─── Data to use ───

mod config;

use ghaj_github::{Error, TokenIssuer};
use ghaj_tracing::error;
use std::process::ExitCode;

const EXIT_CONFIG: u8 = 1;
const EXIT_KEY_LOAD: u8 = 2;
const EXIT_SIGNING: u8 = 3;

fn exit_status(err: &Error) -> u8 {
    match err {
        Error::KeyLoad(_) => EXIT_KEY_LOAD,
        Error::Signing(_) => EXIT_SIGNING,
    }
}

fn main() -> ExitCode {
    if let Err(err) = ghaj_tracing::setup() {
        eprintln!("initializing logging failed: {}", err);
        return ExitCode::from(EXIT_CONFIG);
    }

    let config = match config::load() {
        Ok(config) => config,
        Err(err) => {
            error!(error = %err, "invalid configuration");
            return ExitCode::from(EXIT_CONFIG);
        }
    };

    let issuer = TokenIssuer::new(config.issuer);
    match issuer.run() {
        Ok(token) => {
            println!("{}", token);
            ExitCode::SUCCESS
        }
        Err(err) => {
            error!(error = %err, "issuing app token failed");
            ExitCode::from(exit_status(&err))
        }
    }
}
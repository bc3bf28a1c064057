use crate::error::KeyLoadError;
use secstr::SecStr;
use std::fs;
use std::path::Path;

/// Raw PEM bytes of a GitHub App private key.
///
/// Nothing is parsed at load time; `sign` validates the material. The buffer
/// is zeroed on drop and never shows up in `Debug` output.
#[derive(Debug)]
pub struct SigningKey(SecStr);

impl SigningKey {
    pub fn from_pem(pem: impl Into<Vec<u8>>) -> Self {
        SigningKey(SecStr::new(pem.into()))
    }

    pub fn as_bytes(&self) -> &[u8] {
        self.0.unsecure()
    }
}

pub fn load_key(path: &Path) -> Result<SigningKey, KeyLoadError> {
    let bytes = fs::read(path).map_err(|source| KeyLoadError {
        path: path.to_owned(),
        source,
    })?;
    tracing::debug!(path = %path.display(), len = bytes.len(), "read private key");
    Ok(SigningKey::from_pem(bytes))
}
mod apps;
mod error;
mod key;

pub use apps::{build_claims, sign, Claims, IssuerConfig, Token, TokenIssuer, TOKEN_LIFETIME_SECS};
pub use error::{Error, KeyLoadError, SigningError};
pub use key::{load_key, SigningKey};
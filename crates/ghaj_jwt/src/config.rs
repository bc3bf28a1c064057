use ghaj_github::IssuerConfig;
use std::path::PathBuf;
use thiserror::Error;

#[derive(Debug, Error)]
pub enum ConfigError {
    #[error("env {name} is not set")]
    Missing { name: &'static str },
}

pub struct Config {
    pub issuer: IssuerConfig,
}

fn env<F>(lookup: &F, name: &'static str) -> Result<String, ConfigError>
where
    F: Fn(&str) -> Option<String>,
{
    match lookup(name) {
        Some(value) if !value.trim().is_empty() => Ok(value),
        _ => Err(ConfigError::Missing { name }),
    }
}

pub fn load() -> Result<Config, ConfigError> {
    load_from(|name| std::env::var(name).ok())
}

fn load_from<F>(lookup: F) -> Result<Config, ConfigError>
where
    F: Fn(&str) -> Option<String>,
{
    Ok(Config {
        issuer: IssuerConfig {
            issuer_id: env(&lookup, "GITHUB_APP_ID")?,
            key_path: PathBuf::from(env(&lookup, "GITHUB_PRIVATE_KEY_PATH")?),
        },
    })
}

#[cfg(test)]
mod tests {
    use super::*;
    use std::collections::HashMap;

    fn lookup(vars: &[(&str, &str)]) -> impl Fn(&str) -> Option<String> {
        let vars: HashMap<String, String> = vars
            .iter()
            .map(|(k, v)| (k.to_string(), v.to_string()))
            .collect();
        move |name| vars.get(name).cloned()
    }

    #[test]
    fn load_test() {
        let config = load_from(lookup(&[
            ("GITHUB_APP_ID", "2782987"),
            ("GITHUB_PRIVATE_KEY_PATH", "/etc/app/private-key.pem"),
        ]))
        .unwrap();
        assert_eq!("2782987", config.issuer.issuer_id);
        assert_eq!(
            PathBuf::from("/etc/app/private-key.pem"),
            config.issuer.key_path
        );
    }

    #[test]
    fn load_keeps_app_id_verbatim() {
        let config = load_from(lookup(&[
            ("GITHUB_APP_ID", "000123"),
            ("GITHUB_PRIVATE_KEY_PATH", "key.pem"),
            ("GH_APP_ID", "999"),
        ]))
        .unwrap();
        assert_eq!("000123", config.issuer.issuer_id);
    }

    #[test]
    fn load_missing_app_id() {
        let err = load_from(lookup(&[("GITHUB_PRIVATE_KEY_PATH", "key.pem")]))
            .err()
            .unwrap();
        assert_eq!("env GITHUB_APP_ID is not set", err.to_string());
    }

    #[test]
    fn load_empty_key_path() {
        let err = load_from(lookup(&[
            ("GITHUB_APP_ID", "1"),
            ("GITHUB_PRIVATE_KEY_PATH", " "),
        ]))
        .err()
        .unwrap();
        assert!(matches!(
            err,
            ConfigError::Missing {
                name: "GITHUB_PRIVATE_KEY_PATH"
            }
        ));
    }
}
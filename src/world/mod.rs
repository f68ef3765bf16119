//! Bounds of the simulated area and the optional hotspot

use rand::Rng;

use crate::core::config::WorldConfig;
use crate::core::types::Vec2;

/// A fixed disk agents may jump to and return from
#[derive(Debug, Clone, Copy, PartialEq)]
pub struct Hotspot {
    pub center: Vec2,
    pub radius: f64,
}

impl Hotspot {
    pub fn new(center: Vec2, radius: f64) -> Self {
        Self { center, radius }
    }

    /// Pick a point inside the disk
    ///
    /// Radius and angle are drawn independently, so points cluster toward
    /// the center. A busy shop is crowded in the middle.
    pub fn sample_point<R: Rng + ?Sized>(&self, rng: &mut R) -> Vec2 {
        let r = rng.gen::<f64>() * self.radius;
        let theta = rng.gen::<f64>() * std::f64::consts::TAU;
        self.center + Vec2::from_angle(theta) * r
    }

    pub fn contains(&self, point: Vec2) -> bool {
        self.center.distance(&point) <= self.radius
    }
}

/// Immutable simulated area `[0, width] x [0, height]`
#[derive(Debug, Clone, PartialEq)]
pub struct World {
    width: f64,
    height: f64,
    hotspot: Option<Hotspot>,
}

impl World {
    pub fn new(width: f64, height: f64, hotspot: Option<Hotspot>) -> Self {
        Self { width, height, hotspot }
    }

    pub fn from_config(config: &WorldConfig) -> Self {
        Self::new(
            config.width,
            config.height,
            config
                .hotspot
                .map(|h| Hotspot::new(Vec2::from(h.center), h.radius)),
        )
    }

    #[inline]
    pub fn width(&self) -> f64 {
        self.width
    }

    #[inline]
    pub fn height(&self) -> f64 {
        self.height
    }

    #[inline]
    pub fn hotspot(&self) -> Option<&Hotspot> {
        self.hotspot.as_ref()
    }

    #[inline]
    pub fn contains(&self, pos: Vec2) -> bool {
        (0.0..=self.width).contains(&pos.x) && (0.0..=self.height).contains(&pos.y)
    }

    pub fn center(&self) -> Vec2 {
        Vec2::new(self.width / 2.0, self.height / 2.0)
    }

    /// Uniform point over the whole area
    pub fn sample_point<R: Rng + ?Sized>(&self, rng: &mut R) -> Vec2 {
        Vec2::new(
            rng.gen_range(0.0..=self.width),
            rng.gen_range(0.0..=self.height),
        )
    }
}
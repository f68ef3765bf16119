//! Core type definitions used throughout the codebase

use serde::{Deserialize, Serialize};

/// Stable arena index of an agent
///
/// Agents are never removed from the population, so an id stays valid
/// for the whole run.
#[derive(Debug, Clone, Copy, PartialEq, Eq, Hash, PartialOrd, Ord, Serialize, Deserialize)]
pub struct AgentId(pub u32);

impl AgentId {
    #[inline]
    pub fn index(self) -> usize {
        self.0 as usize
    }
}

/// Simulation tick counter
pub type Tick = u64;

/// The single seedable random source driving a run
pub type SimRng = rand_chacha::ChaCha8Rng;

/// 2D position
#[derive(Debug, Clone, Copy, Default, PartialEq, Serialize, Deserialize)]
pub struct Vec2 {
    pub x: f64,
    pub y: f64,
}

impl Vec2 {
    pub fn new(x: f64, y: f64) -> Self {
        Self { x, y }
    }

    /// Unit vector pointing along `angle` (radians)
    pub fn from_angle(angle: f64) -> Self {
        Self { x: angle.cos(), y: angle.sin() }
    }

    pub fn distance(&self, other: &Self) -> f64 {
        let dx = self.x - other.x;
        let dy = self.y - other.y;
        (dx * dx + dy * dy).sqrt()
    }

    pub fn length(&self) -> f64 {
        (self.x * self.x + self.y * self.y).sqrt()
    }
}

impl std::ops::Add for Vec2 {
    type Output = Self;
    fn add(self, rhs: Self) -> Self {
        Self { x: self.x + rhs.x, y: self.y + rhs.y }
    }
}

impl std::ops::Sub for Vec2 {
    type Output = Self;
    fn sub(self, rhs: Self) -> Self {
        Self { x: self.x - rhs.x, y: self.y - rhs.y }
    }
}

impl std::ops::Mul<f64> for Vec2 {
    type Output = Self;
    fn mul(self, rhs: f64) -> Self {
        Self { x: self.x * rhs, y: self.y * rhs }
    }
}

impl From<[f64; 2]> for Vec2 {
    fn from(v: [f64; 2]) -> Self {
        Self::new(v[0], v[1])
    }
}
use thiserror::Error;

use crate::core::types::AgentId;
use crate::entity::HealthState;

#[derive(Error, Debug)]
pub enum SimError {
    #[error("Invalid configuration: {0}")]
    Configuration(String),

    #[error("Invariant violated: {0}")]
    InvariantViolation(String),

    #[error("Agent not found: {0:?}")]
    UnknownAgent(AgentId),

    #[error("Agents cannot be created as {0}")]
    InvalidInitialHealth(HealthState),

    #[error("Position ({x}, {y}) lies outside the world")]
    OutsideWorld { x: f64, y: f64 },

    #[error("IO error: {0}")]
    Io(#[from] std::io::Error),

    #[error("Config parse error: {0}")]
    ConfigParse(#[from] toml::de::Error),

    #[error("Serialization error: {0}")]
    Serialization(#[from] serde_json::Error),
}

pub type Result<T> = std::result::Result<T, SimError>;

───
─── Data to use ───

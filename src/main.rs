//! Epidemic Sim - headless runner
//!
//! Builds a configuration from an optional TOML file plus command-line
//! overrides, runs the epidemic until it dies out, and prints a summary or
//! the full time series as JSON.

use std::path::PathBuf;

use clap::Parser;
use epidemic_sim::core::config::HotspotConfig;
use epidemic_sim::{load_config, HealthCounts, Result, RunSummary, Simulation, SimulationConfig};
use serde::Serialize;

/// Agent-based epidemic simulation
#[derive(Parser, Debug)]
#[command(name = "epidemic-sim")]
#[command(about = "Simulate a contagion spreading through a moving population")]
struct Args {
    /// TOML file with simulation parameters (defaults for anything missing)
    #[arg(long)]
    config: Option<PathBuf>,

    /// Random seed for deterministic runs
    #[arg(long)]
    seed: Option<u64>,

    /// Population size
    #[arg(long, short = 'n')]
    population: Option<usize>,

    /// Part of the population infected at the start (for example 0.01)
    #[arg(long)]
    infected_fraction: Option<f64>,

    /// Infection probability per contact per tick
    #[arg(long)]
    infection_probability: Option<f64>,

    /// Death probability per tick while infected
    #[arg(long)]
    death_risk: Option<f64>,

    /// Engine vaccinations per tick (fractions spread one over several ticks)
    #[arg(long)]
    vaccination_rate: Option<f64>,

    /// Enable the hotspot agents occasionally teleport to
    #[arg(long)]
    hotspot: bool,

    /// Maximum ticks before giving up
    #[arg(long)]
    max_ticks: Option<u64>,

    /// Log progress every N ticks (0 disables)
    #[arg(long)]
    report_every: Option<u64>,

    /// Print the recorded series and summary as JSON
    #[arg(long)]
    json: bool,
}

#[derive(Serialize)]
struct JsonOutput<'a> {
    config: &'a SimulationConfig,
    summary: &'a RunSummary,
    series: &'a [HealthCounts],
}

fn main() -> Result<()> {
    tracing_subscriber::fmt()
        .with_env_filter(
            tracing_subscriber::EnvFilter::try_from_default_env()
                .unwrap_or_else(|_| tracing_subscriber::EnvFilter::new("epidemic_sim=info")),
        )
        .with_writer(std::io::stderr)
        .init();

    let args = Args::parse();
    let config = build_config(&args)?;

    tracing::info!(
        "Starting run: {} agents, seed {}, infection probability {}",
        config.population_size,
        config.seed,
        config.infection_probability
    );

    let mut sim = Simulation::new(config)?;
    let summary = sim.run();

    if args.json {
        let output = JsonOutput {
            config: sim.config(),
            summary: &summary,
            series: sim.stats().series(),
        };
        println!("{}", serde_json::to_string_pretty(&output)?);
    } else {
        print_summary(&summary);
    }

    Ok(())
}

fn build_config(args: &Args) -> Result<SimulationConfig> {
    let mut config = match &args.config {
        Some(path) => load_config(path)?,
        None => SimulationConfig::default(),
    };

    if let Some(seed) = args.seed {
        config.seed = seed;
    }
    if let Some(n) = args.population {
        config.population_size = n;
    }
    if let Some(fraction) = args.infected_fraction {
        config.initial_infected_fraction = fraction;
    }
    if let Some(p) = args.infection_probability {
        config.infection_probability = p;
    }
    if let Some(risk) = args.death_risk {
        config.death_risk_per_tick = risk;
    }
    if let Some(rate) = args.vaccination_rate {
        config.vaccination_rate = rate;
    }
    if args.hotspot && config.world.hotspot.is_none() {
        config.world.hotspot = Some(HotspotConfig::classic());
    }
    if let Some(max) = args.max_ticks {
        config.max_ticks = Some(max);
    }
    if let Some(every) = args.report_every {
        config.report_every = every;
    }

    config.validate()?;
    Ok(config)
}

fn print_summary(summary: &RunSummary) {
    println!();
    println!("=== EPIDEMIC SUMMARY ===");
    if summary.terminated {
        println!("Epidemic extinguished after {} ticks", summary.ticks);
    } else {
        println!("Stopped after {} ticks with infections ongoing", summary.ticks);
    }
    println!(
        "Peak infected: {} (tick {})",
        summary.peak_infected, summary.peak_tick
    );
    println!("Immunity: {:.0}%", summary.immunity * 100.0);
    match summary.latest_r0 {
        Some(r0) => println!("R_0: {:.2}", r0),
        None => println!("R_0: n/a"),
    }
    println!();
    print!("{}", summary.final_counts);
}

───

### What the task requires
Lines above with the string "enum" need to be found and copied.

### Output of the task
pub enum ConfigError {
pub enum SimError {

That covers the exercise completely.